### RECORDS FOR THIS TASK
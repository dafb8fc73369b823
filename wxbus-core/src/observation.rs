//! Input and Intermediate Data Types
//!
//! ## Data Flow
//!
//! ```text
//! Observation ─┐
//!              ├─> DerivedSet ─> CandidateSet ─> RangeValidator ─> DefaultingMapper
//! VesselMotion ┘
//! ```
//!
//! `Observation` and `VesselMotion` are built fresh by the provider and
//! navigation collaborators on every cycle and handed over by value. Every
//! numeric field is optional: `None`, NaN and infinity all mean "not known".
//!
//! `CandidateSet` is the merged, keyed view of everything known about one
//! cycle. It is what the range validator consumes and produces, and it is
//! the only place where "absent" is represented; `DerivedSet` is always
//! fully populated because every formula has a passthrough.

use heapless::String;

use crate::traits::finite;

/// Maximum stored length of the weather description, in bytes
pub const MAX_DESCRIPTION_LEN: usize = 96;

/// Free-text weather description ("Partly cloudy", "Light rain")
pub type Description = String<MAX_DESCRIPTION_LEN>;

/// Point-in-time meteorological observation in SI units
///
/// Temperature in K, pressure in Pa, humidity as a 0-1 ratio, wind speed in
/// m/s (true), wind direction in radians (true, 0 = North, clockwise).
#[derive(Debug, Clone, Default, PartialEq)]
#[cfg_attr(feature = "serde", derive(serde::Serialize, serde::Deserialize))]
#[cfg_attr(feature = "serde", serde(default, rename_all = "camelCase"))]
pub struct Observation {
    /// Outside air temperature (K)
    pub temperature: Option<f64>,
    /// Atmospheric pressure (Pa)
    pub pressure: Option<f64>,
    /// Relative humidity (ratio, a 0-100 percentage is tolerated)
    pub humidity: Option<f64>,
    /// True wind speed (m/s)
    pub wind_speed: Option<f64>,
    /// True wind direction (rad)
    pub wind_direction: Option<f64>,
    /// Weather description
    #[cfg_attr(feature = "serde", serde(deserialize_with = "deserialize_description"))]
    pub description: Option<Description>,
}

impl Observation {
    /// Empty observation - every field unknown
    pub fn new() -> Self {
        Self::default()
    }

    /// Set the outside temperature (K)
    pub fn with_temperature(mut self, kelvin: f64) -> Self {
        self.temperature = Some(kelvin);
        self
    }

    /// Set the atmospheric pressure (Pa)
    pub fn with_pressure(mut self, pascal: f64) -> Self {
        self.pressure = Some(pascal);
        self
    }

    /// Set the relative humidity (ratio or percentage)
    pub fn with_humidity(mut self, humidity: f64) -> Self {
        self.humidity = Some(humidity);
        self
    }

    /// Set the true wind speed (m/s) and direction (rad)
    pub fn with_wind(mut self, speed_ms: f64, direction_rad: f64) -> Self {
        self.wind_speed = Some(speed_ms);
        self.wind_direction = Some(direction_rad);
        self
    }

    /// Set the weather description, truncated to [`MAX_DESCRIPTION_LEN`]
    pub fn with_description(mut self, text: &str) -> Self {
        self.description = Some(truncate_description(text));
        self
    }

    /// True when no field carries usable data
    pub fn is_empty(&self) -> bool {
        finite(self.temperature).is_none()
            && finite(self.pressure).is_none()
            && finite(self.humidity).is_none()
            && finite(self.wind_speed).is_none()
            && finite(self.wind_direction).is_none()
            && self.description.as_ref().map_or(true, |d| d.trim().is_empty())
    }
}

/// Copy `text` into a bounded description, cutting on a char boundary
pub fn truncate_description(text: &str) -> Description {
    let mut end = text.len().min(MAX_DESCRIPTION_LEN);
    while !text.is_char_boundary(end) {
        end -= 1;
    }

    let mut description = Description::new();
    // Cannot fail: `end` is at most the capacity
    let _ = description.push_str(&text[..end]);
    description
}

/// Accept descriptions of any length, truncated like [`truncate_description`]
#[cfg(feature = "serde")]
fn deserialize_description<'de, D>(deserializer: D) -> Result<Option<Description>, D::Error>
where
    D: serde::Deserializer<'de>,
{
    struct Truncating;

    impl<'de> serde::de::Visitor<'de> for Truncating {
        type Value = Option<Description>;

        fn expecting(&self, f: &mut core::fmt::Formatter<'_>) -> core::fmt::Result {
            f.write_str("a weather description")
        }

        fn visit_str<E: serde::de::Error>(self, text: &str) -> Result<Self::Value, E> {
            Ok(Some(truncate_description(text)))
        }

        fn visit_none<E: serde::de::Error>(self) -> Result<Self::Value, E> {
            Ok(None)
        }

        fn visit_unit<E: serde::de::Error>(self) -> Result<Self::Value, E> {
            Ok(None)
        }

        fn visit_some<I: serde::Deserializer<'de>>(
            self,
            inner: I,
        ) -> Result<Self::Value, I::Error> {
            inner.deserialize_str(self)
        }
    }

    deserializer.deserialize_option(Truncating)
}

/// Vessel motion snapshot from the navigation collaborator
///
/// `course_or_heading` is whichever directional reference was available
/// (true course, magnetic course, true heading, magnetic heading). The engine
/// treats it as one opaque reference and never asks which one it was.
#[derive(Debug, Clone, Copy, Default, PartialEq)]
#[cfg_attr(feature = "serde", derive(serde::Serialize, serde::Deserialize))]
#[cfg_attr(feature = "serde", serde(default, rename_all = "camelCase"))]
pub struct VesselMotion {
    /// Speed over ground (m/s)
    pub speed_over_ground: Option<f64>,
    /// Best available course or heading (rad)
    pub course_or_heading: Option<f64>,
    /// Both speed and a directional reference were fresh
    pub complete: bool,
}

impl VesselMotion {
    /// Motion with both speed and course; completeness follows the values
    pub fn new(speed_over_ground: f64, course_or_heading: f64) -> Self {
        Self {
            speed_over_ground: Some(speed_over_ground),
            course_or_heading: Some(course_or_heading),
            complete: speed_over_ground.is_finite() && course_or_heading.is_finite(),
        }
    }

    /// No navigation data at all
    pub fn unavailable() -> Self {
        Self::default()
    }

    /// Vessel speed usable for vector math
    ///
    /// An incomplete snapshot is not trusted for apparent wind, even if it
    /// happens to carry a speed.
    pub fn usable_speed(&self) -> Option<f64> {
        if self.complete {
            finite(self.speed_over_ground)
        } else {
            None
        }
    }

    /// Directional reference, whatever its completeness
    pub fn reference(&self) -> Option<f64> {
        finite(self.course_or_heading)
    }
}

/// Quantities computed from one observation and motion snapshot
///
/// Always fully populated. A field is NaN only when the input its
/// passthrough forwards was itself unknown.
#[derive(Debug, Clone, Copy, PartialEq)]
pub struct DerivedSet {
    /// Apparent wind speed (m/s)
    pub apparent_wind_speed: f64,
    /// Apparent wind angle relative to the reference (rad)
    pub apparent_wind_angle: f64,
    /// Wind chill temperature (K)
    pub wind_chill: f64,
    /// Heat index temperature (K)
    pub heat_index: f64,
    /// Dew point temperature (K)
    pub dew_point: f64,
    /// Absolute humidity (kg/m³)
    pub absolute_humidity: f64,
    /// Air density (kg/m³)
    pub air_density: f64,
}

/// Distinct physical quantities known about one cycle
///
/// The bus publishes some of these under more than one name; see
/// [`crate::batch::Parameter::quantity`].
#[derive(Debug, Clone, Copy, PartialEq, Eq, Hash)]
#[cfg_attr(feature = "serde", derive(serde::Serialize, serde::Deserialize))]
#[repr(u8)]
pub enum Quantity {
    /// Outside air temperature (K)
    OutsideTemperature = 0,
    /// Dew point (K)
    DewPoint = 1,
    /// Heat index (K)
    HeatIndex = 2,
    /// Wind chill (K)
    WindChill = 3,
    /// Atmospheric pressure (Pa)
    Pressure = 4,
    /// Relative humidity (ratio)
    Humidity = 5,
    /// True wind speed (m/s)
    TrueWindSpeed = 6,
    /// True wind direction (rad)
    TrueWindDirection = 7,
    /// Apparent wind speed (m/s)
    ApparentWindSpeed = 8,
    /// Apparent wind angle (rad)
    ApparentWindAngle = 9,
    /// Absolute humidity (kg/m³)
    AbsoluteHumidity = 10,
    /// Air density (kg/m³)
    AirDensity = 11,
}

impl Quantity {
    /// Number of distinct quantities
    pub const COUNT: usize = 12;

    /// Every quantity, in storage order
    pub const ALL: [Quantity; Quantity::COUNT] = [
        Quantity::OutsideTemperature,
        Quantity::DewPoint,
        Quantity::HeatIndex,
        Quantity::WindChill,
        Quantity::Pressure,
        Quantity::Humidity,
        Quantity::TrueWindSpeed,
        Quantity::TrueWindDirection,
        Quantity::ApparentWindSpeed,
        Quantity::ApparentWindAngle,
        Quantity::AbsoluteHumidity,
        Quantity::AirDensity,
    ];

    /// Get human-readable name
    pub const fn name(&self) -> &'static str {
        match self {
            Quantity::OutsideTemperature => "temperature",
            Quantity::DewPoint => "dewPoint",
            Quantity::HeatIndex => "heatIndex",
            Quantity::WindChill => "windChill",
            Quantity::Pressure => "pressure",
            Quantity::Humidity => "humidity",
            Quantity::TrueWindSpeed => "windSpeed",
            Quantity::TrueWindDirection => "windDirection",
            Quantity::ApparentWindSpeed => "apparentWindSpeed",
            Quantity::ApparentWindAngle => "apparentWindAngle",
            Quantity::AbsoluteHumidity => "absoluteHumidity",
            Quantity::AirDensity => "airDensity",
        }
    }

    const fn index(self) -> usize {
        self as usize
    }
}

/// Merged observation and derived values, keyed by [`Quantity`]
///
/// `None` means absent. A present value may still be non-finite; the range
/// validator leaves such values alone and the mapper replaces them.
#[derive(Debug, Clone, Copy, Default, PartialEq)]
pub struct CandidateSet {
    values: [Option<f64>; Quantity::COUNT],
}

impl CandidateSet {
    /// Empty set - every quantity absent
    pub fn new() -> Self {
        Self::default()
    }

    /// Merge an observation with the quantities derived from it
    ///
    /// Observation fields are carried over as-is (humidity already
    /// normalized by the caller); derived fields are always present.
    pub fn merge(observation: &Observation, derived: &DerivedSet) -> Self {
        let mut set = Self::new();
        set.values[Quantity::OutsideTemperature.index()] = observation.temperature;
        set.values[Quantity::Pressure.index()] = observation.pressure;
        set.values[Quantity::Humidity.index()] = observation.humidity;
        set.values[Quantity::TrueWindSpeed.index()] = observation.wind_speed;
        set.values[Quantity::TrueWindDirection.index()] = observation.wind_direction;
        set.set(Quantity::DewPoint, derived.dew_point);
        set.set(Quantity::HeatIndex, derived.heat_index);
        set.set(Quantity::WindChill, derived.wind_chill);
        set.set(Quantity::ApparentWindSpeed, derived.apparent_wind_speed);
        set.set(Quantity::ApparentWindAngle, derived.apparent_wind_angle);
        set.set(Quantity::AbsoluteHumidity, derived.absolute_humidity);
        set.set(Quantity::AirDensity, derived.air_density);
        set
    }

    /// Value of a quantity, if present
    pub fn get(&self, quantity: Quantity) -> Option<f64> {
        self.values[quantity.index()]
    }

    /// Mark a quantity present with `value`
    pub fn set(&mut self, quantity: Quantity, value: f64) {
        self.values[quantity.index()] = Some(value);
    }

    /// Present quantities with their values
    pub fn iter(&self) -> impl Iterator<Item = (Quantity, f64)> + '_ {
        Quantity::ALL
            .iter()
            .filter_map(move |&q| self.get(q).map(|v| (q, v)))
    }
}

#[cfg(test)]
mod tests {
    use super::*;

    #[test]
    fn empty_observation() {
        assert!(Observation::new().is_empty());
        assert!(Observation::new().with_description("  ").is_empty());

        let mut nan = Observation::new();
        nan.temperature = Some(f64::NAN);
        assert!(nan.is_empty());

        assert!(!Observation::new().with_pressure(101_325.0).is_empty());
    }

    #[test]
    fn description_truncates_on_char_boundary() {
        let long: std::string::String = "é".repeat(60); // 120 bytes
        let description = truncate_description(&long);
        assert!(description.len() <= MAX_DESCRIPTION_LEN);
        assert_eq!(description.len() % 2, 0);
        assert_eq!(truncate_description("Sunny").as_str(), "Sunny");
    }

    #[cfg(feature = "std")]
    #[test]
    fn deserialized_description_truncated() {
        let long = "Squally showers ".repeat(10);
        let json = format!(r#"{{"temperature": 290.0, "description": "{long}"}}"#);

        let observation: Observation = serde_json::from_str(&json).unwrap();
        let description = observation.description.unwrap();
        assert_eq!(description.len(), MAX_DESCRIPTION_LEN);
        assert!(long.starts_with(description.as_str()));

        let observation: Observation = serde_json::from_str(r#"{"description": null}"#).unwrap();
        assert_eq!(observation.description, None);

        let observation: Observation = serde_json::from_str(r#"{"pressure": 101325.0}"#).unwrap();
        assert_eq!(observation.description, None);
    }

    #[test]
    fn vessel_motion_completeness() {
        let motion = VesselMotion::new(3.0, 1.0);
        assert!(motion.complete);
        assert_eq!(motion.usable_speed(), Some(3.0));

        let partial = VesselMotion::new(f64::NAN, 1.0);
        assert!(!partial.complete);
        assert_eq!(partial.usable_speed(), None);
        assert_eq!(partial.reference(), Some(1.0));

        let unavailable = VesselMotion::unavailable();
        assert_eq!(unavailable.usable_speed(), None);
        assert_eq!(unavailable.reference(), None);
    }

    #[test]
    fn candidate_merge_keeps_absence() {
        let observation = Observation::new().with_temperature(290.0);
        let derived = DerivedSet {
            apparent_wind_speed: 0.0,
            apparent_wind_angle: 0.0,
            wind_chill: 290.0,
            heat_index: 290.0,
            dew_point: 280.0,
            absolute_humidity: 0.0,
            air_density: 1.225,
        };

        let set = CandidateSet::merge(&observation, &derived);
        assert_eq!(set.get(Quantity::OutsideTemperature), Some(290.0));
        assert_eq!(set.get(Quantity::Pressure), None);
        assert_eq!(set.get(Quantity::DewPoint), Some(280.0));
        assert_eq!(set.iter().count(), 8);
    }
}
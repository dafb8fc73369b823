//! Defaulting Mapper
//!
//! Last stage of a cycle. Turns a validated [`CandidateSet`] into the
//! fixed-shape [`MeasurementBatch`], one slot per [`Parameter`]:
//!
//! - a finite value is published as-is
//! - an absent or non-finite value is replaced by its default
//!
//! Every slot is decided on its own; a missing pressure never affects the
//! temperature slots. The mapper cannot fail and never returns a partial
//! batch, so the bus always sees a complete picture even on a cycle where
//! the provider returned nothing at all.
//!
//! ```rust
//! use wxbus_core::batch::Parameter;
//! use wxbus_core::config::DefaultTable;
//! use wxbus_core::mapper::DefaultingMapper;
//! use wxbus_core::observation::CandidateSet;
//! use wxbus_core::time::to_datetime;
//!
//! let defaults = DefaultTable::default();
//! let batch = DefaultingMapper::new(&defaults).map(&CandidateSet::new(), None, to_datetime(0));
//!
//! assert_eq!(batch.value(Parameter::OutsideTemperature), Some(273.15));
//! assert_eq!(batch.value(Parameter::AtmosphericPressure), Some(101_325.0));
//! assert_eq!(batch.value(Parameter::RelativeHumidity), Some(0.5));
//! ```

use chrono::{DateTime, Utc};

use crate::{
    batch::{MeasurementBatch, Parameter},
    config::DefaultTable,
    observation::{CandidateSet, Description, Quantity},
    traits::finite,
};

/// Builds batches, substituting defaults for unknown quantities
#[derive(Debug, Clone, Copy)]
pub struct DefaultingMapper<'a> {
    defaults: &'a DefaultTable,
}

impl<'a> DefaultingMapper<'a> {
    /// Mapper over a default table
    pub fn new(defaults: &'a DefaultTable) -> Self {
        Self { defaults }
    }

    /// Value to publish for one quantity, and whether it was defaulted
    pub fn resolve(&self, set: &CandidateSet, quantity: Quantity) -> (f64, bool) {
        match finite(set.get(quantity)) {
            Some(value) => (value, false),
            None => (self.defaults.for_quantity(quantity), true),
        }
    }

    /// Build the batch for one cycle
    pub fn map(
        &self,
        set: &CandidateSet,
        description: Option<Description>,
        timestamp: DateTime<Utc>,
    ) -> MeasurementBatch {
        let mut values = [0.0; Parameter::COUNT];
        let mut defaulted = 0usize;

        for (slot, parameter) in values.iter_mut().zip(Parameter::ALL) {
            let (value, substituted) = self.resolve(set, parameter.quantity());
            if substituted {
                log_debug!("{} defaulted to {}", parameter.name(), value);
                defaulted += 1;
            }
            *slot = value;
        }

        if defaulted * 2 > Parameter::COUNT {
            log_warn!("{} of {} bus parameters defaulted", defaulted, Parameter::COUNT);
        }

        MeasurementBatch::from_values(values, description, timestamp)
    }
}

#[cfg(test)]
mod tests {
    use super::*;
    use crate::time::to_datetime;

    #[test]
    fn empty_set_gets_every_default() {
        let defaults = DefaultTable::default();
        let mapper = DefaultingMapper::new(&defaults);
        let batch = mapper.map(&CandidateSet::new(), None, to_datetime(0));

        assert_eq!(batch.len(), Parameter::COUNT);
        for parameter in Parameter::ALL {
            assert_eq!(
                batch.value(parameter),
                Some(defaults.for_quantity(parameter.quantity())),
                "{}",
                parameter.name()
            );
        }
        assert_eq!(batch.value(Parameter::AirDensity), Some(1.225));
        assert_eq!(batch.value(Parameter::ApparentWindAngle), Some(0.0));
    }

    #[test]
    fn non_finite_treated_as_absent() {
        let defaults = DefaultTable::default();
        let mut set = CandidateSet::new();
        set.set(Quantity::Pressure, f64::NAN);
        set.set(Quantity::Humidity, f64::INFINITY);

        let mapper = DefaultingMapper::new(&defaults);
        assert_eq!(mapper.resolve(&set, Quantity::Pressure), (101_325.0, true));
        assert_eq!(mapper.resolve(&set, Quantity::Humidity), (0.5, true));
    }

    #[test]
    fn slots_are_independent() {
        let defaults = DefaultTable::default();
        let mut set = CandidateSet::new();
        set.set(Quantity::OutsideTemperature, 290.0);

        let batch = DefaultingMapper::new(&defaults).map(&set, None, to_datetime(0));
        assert_eq!(batch.value(Parameter::OutsideTemperature), Some(290.0));
        assert_eq!(batch.value(Parameter::DewPointTemperature), Some(273.15));
    }

    #[test]
    fn aliases_fan_out() {
        let defaults = DefaultTable::default();
        let mut set = CandidateSet::new();
        set.set(Quantity::TrueWindSpeed, 7.2);
        set.set(Quantity::WindChill, 265.0);

        let batch = DefaultingMapper::new(&defaults).map(&set, None, to_datetime(0));
        assert_eq!(batch.value(Parameter::WindSpeedOverGround), Some(7.2));
        assert_eq!(batch.value(Parameter::TrueWindSpeed), Some(7.2));
        assert_eq!(batch.value(Parameter::TheoreticalWindChillTemperature), Some(265.0));
    }

    #[test]
    fn custom_defaults() {
        let defaults = DefaultTable { humidity: 0.8, ..DefaultTable::default() };
        let mapper = DefaultingMapper::new(&defaults);
        let batch = mapper.map(&CandidateSet::new(), None, to_datetime(0));
        assert_eq!(batch.value(Parameter::RelativeHumidity), Some(0.8));
    }
}
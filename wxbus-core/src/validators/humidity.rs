//! Relative Humidity Rule
//!
//! ## Background
//!
//! Relative humidity on the bus is a ratio, 0 to 1. Values outside that
//! envelope come from two sources:
//!
//! - capacitive sensors drifting slightly negative in very dry air, or
//!   reading a little above saturation in fog
//! - unit confusion upstream (a percentage slipping through), which
//!   [`crate::units::normalize_humidity`] already handles before this rule
//!   runs
//!
//! Either way the reading is saturated to the nearest bound: fog reads as
//! saturated air, a negative drift reads as dry air.

use crate::{
    config::Range,
    traits::{Adjustment, RangeKind, Validator, ValidatorConstraints},
};

use super::utils;

/// Humidity validator for ratio values
#[derive(Debug, Clone, Copy, PartialEq)]
pub struct HumidityValidator {
    range: Range,
}

impl Default for HumidityValidator {
    fn default() -> Self {
        Self::new(crate::config::BusLimits::default().humidity)
    }
}

impl HumidityValidator {
    /// Create validator for a ratio range
    pub const fn new(range: Range) -> Self {
        Self { range }
    }
}

impl Validator for HumidityValidator {
    fn constrain(&self, value: f64) -> Adjustment {
        utils::saturate(value, &self.range)
    }

    fn constraints(&self) -> ValidatorConstraints {
        ValidatorConstraints {
            min_value: self.range.min,
            max_value: self.range.max,
            kind: RangeKind::Saturating,
        }
    }
}
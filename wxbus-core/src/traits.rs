//! Core traits for range validators
//!
//! These traits define the interface every bus range rule implements.
//! Keep them simple - the engine calls them once per quantity per cycle.

/// How a rule brings an out-of-range value back into range
#[derive(Debug, Clone, Copy, PartialEq, Eq)]
#[cfg_attr(feature = "serde", derive(serde::Serialize, serde::Deserialize))]
pub enum RangeKind {
    /// Magnitudes: values beyond a bound are pinned to that bound
    Saturating,
    /// Directions and angles: values are folded back by whole turns
    Wrapping,
}

/// Bus constraints enforced by a validator
#[derive(Debug, Clone, Copy, PartialEq)]
pub struct ValidatorConstraints {
    /// Lowest legal value
    pub min_value: f64,

    /// Highest legal value
    pub max_value: f64,

    /// Saturating or wrapping
    pub kind: RangeKind,
}

/// What a validator did to a value
#[derive(Debug, Clone, Copy, PartialEq)]
pub enum Adjustment {
    /// Already legal, returned bit-identical
    Unchanged(f64),
    /// Saturated to a bound
    Clamped {
        /// The value before clamping
        original: f64,
        /// The bound it was pinned to
        value: f64,
    },
    /// Folded back by whole turns
    Wrapped {
        /// The value before wrapping
        original: f64,
        /// The equivalent in-range angle
        value: f64,
    },
}

impl Adjustment {
    /// The value to publish
    pub fn value(&self) -> f64 {
        match *self {
            Adjustment::Unchanged(value) => value,
            Adjustment::Clamped { value, .. } => value,
            Adjustment::Wrapped { value, .. } => value,
        }
    }

    /// True when the validator had to change the value
    pub fn is_adjusted(&self) -> bool {
        !matches!(self, Adjustment::Unchanged(_))
    }
}

/// Core validator trait - implement this for each bus quantity
///
/// Unlike a rejecting validator, a bus validator never fails: an illegal
/// value is brought into range and the adjustment is reported.
pub trait Validator {
    /// Bring a present value into the legal range
    fn constrain(&self, value: f64) -> Adjustment;

    /// Get bus constraints for this validator
    fn constraints(&self) -> ValidatorConstraints;

    /// Check whether a value is already legal
    fn accepts(&self, value: f64) -> bool {
        !self.constrain(value).is_adjusted()
    }
}

/// Trait for values that can be validated
pub trait Validatable {
    /// Check if the value is a usable number (not NaN, infinite, etc)
    fn is_valid(&self) -> bool;
}

impl Validatable for f64 {
    fn is_valid(&self) -> bool {
        self.is_finite()
    }
}

impl Validatable for Option<f64> {
    fn is_valid(&self) -> bool {
        self.map_or(false, |v| v.is_finite())
    }
}

/// Keep a value only if it is a finite number
///
/// Absent, NaN and infinite inputs are all the same thing to the engine.
#[inline]
pub fn finite(value: Option<f64>) -> Option<f64> {
    value.filter(|v| v.is_valid())
}

#[cfg(test)]
mod tests {
    use super::*;

    #[test]
    fn validatable_floats() {
        assert!(5.0f64.is_valid());
        assert!(!f64::NAN.is_valid());
        assert!(!f64::INFINITY.is_valid());
        assert!(!f64::NEG_INFINITY.is_valid());
    }

    #[test]
    fn validatable_options() {
        assert!(Some(1.0).is_valid());
        assert!(!None::<f64>.is_valid());
        assert!(!Some(f64::NAN).is_valid());
    }

    #[test]
    fn finite_filters_non_numbers() {
        assert_eq!(finite(Some(2.5)), Some(2.5));
        assert_eq!(finite(Some(f64::NAN)), None);
        assert_eq!(finite(Some(f64::NEG_INFINITY)), None);
        assert_eq!(finite(None), None);
    }

    #[test]
    fn adjustment_value() {
        let clamped = Adjustment::Clamped { original: 400.0, value: 358.15 };
        assert_eq!(clamped.value(), 358.15);
        assert!(clamped.is_adjusted());
        assert!(!Adjustment::Unchanged(1.0).is_adjusted());
    }
}
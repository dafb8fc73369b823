//! Common Range Operations
//!
//! Shared by every bus rule so that all of them agree on two things:
//!
//! - a value already inside the envelope comes back bit-identical, which
//!   is what makes a second pass of the validator a no-op
//! - a non-finite value is never touched; it is the mapper's job to
//!   replace it, and clamping NaN would hide that it was unknown
//!
//! ## Saturating vs Wrapping
//!
//! ```text
//! saturate(130000, [80000, 120000]) = 120000
//! wrap(7.0, [0, 2π))                = 7.0 - 2π ≈ 0.717
//! ```

use crate::config::Range;
use crate::traits::{Adjustment, Validatable};
use crate::units::{normalize_angle, wrap_direction};

/// Pin `value` into `[range.min, range.max]`
pub fn saturate(value: f64, range: &Range) -> Adjustment {
    if !value.is_valid() || range.contains(value) {
        return Adjustment::Unchanged(value);
    }

    let bound = if value < range.min { range.min } else { range.max };
    Adjustment::Clamped { original: value, value: bound }
}

/// Fold a compass direction into `[0, 2π)`
pub fn wrap(value: f64) -> Adjustment {
    fold(value, wrap_direction)
}

/// Fold a relative angle into `(-π, π]`
pub fn normalize(value: f64) -> Adjustment {
    fold(value, normalize_angle)
}

fn fold(value: f64, reduce: fn(f64) -> f64) -> Adjustment {
    if !value.is_valid() {
        return Adjustment::Unchanged(value);
    }

    let folded = reduce(value);
    if folded.to_bits() == value.to_bits() {
        Adjustment::Unchanged(value)
    } else {
        Adjustment::Wrapped { original: value, value: folded }
    }
}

### WORK ITEM
What is wanted is an exact repeat of the lines from the one with "value, value: bound" through the last line of the listing above, and no other text.

### YOUR SOLUTION
    Adjustment::Clamped { original: value, value: bound }
}

/// Fold a compass direction into `[0, 2π)`
pub fn wrap(value: f64) -> Adjustment {
    fold(value, wrap_direction)
}

/// Fold a relative angle into `(-π, π]`
pub fn normalize(value: f64) -> Adjustment {
    fold(value, normalize_angle)
}

fn fold(value: f64, reduce: fn(f64) -> f64) -> Adjustment {
    if !value.is_valid() {
        return Adjustment::Unchanged(value);
    }

    let folded = reduce(value);
    if folded.to_bits() == value.to_bits() {
        Adjustment::Unchanged(value)
    } else {
        Adjustment::Wrapped { original: value, value: folded }
    }
}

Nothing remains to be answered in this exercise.